**Activity:**
Each line of the data below holding the word "seeded" must be copied.

**Material for this task:**
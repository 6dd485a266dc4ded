use std::path::PathBuf;
use std::sync::Arc;

use chrono::Utc;
use clap::Args;
use closelink_core::webhook::TriggerObject;
use closelink_crm::Poller;
use serde_json::Value;

use super::{close_client, load_config, runtime, state, CommandResult, EXIT_INPUT};

const COMMAND: &str = "poll";

#[derive(Debug, Clone, Args)]
pub struct PollArgs {
    #[arg(long, help = "Trigger object to poll, e.g. lead, task, customActivity")]
    pub object: String,
    #[arg(long, help = "JSON file holding the last poll timestamp")]
    pub state: PathBuf,
}

pub fn run(args: PollArgs) -> CommandResult {
    let Some(object) = TriggerObject::parse(&args.object) else {
        return CommandResult::failure(
            COMMAND,
            "invalid_input",
            format!("unknown trigger object `{}`", args.object),
            EXIT_INPUT,
        );
    };

    let mut stored = match state::load(COMMAND, &args.state) {
        Ok(stored) => stored,
        Err(result) => return result,
    };
    let config = match load_config(COMMAND) {
        Ok(config) => config,
        Err(result) => return result,
    };
    let client = match close_client(COMMAND, &config) {
        Ok(client) => client,
        Err(result) => return result,
    };
    let runtime = match runtime(COMMAND) {
        Ok(runtime) => runtime,
        Err(result) => return result,
    };

    let poller = Poller::new(Arc::new(client));
    let seeded = stored.last_polled_timestamp.is_none();
    let records = match runtime.block_on(poller.poll(&mut stored, object, Utc::now())) {
        Ok(records) => records,
        Err(error) => return CommandResult::crm_failure(COMMAND, &error),
    };
    if let Err(result) = state::save(COMMAND, &args.state, &stored) {
        return result;
    }

    let message = if seeded {
        format!("first poll for {}; starting point recorded", object.as_str())
    } else {
        format!("{} new {} record(s)", records.len(), object.as_str())
    };
    CommandResult::success_with_data(COMMAND, message, Value::Array(records))
}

**Result of this task:**
    let seeded = stored.last_polled_timestamp.is_none();
    let message = if seeded {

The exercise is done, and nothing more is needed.